The Greenwich Junction depot sits forgotten and disintegrating by a rail crossing in Salem, N.Y, off Route 22. You can see it is a beautiful building and I've had my eye on it for some time.
Today we are getting the first real storm of this winter, and storms are emotional for me. I spent a lot of time on Bedlam Farm alone after I moved here, and I can say with certainty that I would not have made it through without Rose, and then Lenore. Rose gave me the courage to deal with it, Lenore, a thread of love to hang onto. I see now that the storms were frightening to me, a long-time city boy and suburbanite and some of those blizzards – those long, rough, bitterly cold Canadian howlers, leaving tons of snow and ice everywhere. Storms were difficult, very lonely experiences for me. When I see a storm coming, I sometimes start to drift back to that frightening and unspeakably lonely place, painful and beautiful memories, Rose and I setting out into the barn night after night bringing food, water and order to chaos. I never imagined loneliness as it appeared on this farm in the winter sometimes.

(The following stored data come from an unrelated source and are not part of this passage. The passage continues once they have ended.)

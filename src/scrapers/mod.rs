//! Scraping core: site table, fetch engine, adapters and the cycle driver.

pub mod adapter;
pub mod config;
pub mod driver;
pub mod http_client;
pub mod pacing;
pub mod pipeline;
pub mod rate_limiter;
pub mod skills;

pub use adapter::{adapter_for, AdapterContext, SiteAdapter};
pub use config::{AdapterKind, FieldSelector, SiteConfig, SiteTable};
pub use driver::{CycleReport, Driver, DriverOptions, SiteSummary};
pub use http_client::{FetchError, FetchProfile, Fetcher, ReqwestTransport, Transport};
pub use pacing::{Cancelled, Jitter};
pub use rate_limiter::{RateLimitConfig, RateLimiter};

use thiserror::Error;

/// Failure of one listing page. Only that page is affected.
#[derive(Debug, Error)]
pub enum ScrapeError {
    #[error(transparent)]
    Fetch(#[from] FetchError),

    #[error("failed to parse {url}: {reason}")]
    Parse { url: String, reason: String },

    #[error("cancelled")]
    Cancelled,
}

impl From<Cancelled> for ScrapeError {
    fn from(_: Cancelled) -> Self {
        ScrapeError::Cancelled
    }
}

I am not alone anymore, and storms are different. Around me, Storm Center transforms the very idea of nature into just another warning. Storm Center loves Climate Change, and is making a lot of money off of it. But I am far from that. I remember just before Maria came that I decided I would not succumb to the idea of my storms as lonely and frightening experiences. I would see them as beautiful and natural, and I would go out – almost always with a dog in tow – and seek out the beauty of the winter pasture, on the farm and off. Because there was more beauty than there was sadness and loneliness, and I saw that through the viewfinder, driving one road after another. My camera has changed my idea of winter (my wife, also). Now a storm is a chance for me to dig deep into my heart and capture the particular beauty of winter, and never see storms in that dark way again.